The book also mentions high dividend yield and low P/E ratio as investing strategies that beat the market for decades. Random check showed that high-dividend yield strategy also seems to have stopped working in the last 3 to 5 years. The value premium is still there but there is a big academic debate whether that’s due to higher risk or not.

There are plenty of incorrectly priced instruments at this moment. However, you won’t take advantage of them with a strategy that is easily accessible to a layperson or implemented by tens of publicly accessible funds. Someone else with more money or resources has already beat you to it. I’m only using market capitalization indexes, because then my strategy is the average of all strategies. Yes, I’m only getting the average return, but the average is still very high.

I’ve read few investment books and investment articles but most of them are intellectually dishonest. They spend 300 pages convincing you to not try beating the market and in the end they allocate exactly 5% to emerging markets (EM), when the global market allocates about 13% there (using MSCI’s definition of emerging markets). They don’t explain why 5% is better than 8.647% or any other arbitrary number. In fact, printing the percentage in a book is a mistake in my opinion, since it should be a moving target.

There are valid reasons for not investing exactly 13% in EM, for example because historically they have shown greater risk and higher volatility (which was rewarded with extra 1–2% yearly). If you don’t want to take the risk, allocate less than 13%; if you like risk, allocate more. Betterment is the only place where they do it right in my opinion. It’s an American investment company (robo-advisor), but their ETF portfolios for various risk levels are completely public and you are free to take inspiration.

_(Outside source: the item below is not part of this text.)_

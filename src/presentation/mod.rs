// Presentation layer - HTTP surface
pub mod app_state;
pub mod handlers;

The 15/30-stock diversification myth

A Random Walk Down Wall Street, probably the most famous investing book, claims that you can achieve great diversification by only picking 15 random US stocks. Interestingly, Burton Malkiel is a coauthor of a paper claiming that this number is much higher now than 40 years ago, but he still hasn’t changed the text of the book in the newer editions (I might be misunderstanding something in the paper too). To be properly dversified, you need to own hundreds or thousands of stocks.

My stock portfolio

My own stock portfolio contains 3 ETFs that span 46 countries from small- to large-cap and contain about 5000 stocks in total. They roughly correspond to the MSCI ACWI IMI index that covers about 99% of the global investable market.
I own them in proportions determined by their global market capitalizations, so small-cap corresponds to 15% of the developed world and emerging markets to 13% of the whole world. The combined expense ratio is about 0.24%. Note that iShares funds participate in security lending, which offset the expenses by 0.04% for the EM fund last year.

Bond investing

While a lot of the stock investing advice applies to bonds, in addition there is a significant currency risk and bonds are more complex with parameters like credit risk and maturity. I understand bond investing less well and it seems the experts are equally confused. My thesis is that I should own multiple currencies, mostly long-term government bonds. Some home bias is fine, especially for low-risk portfolios.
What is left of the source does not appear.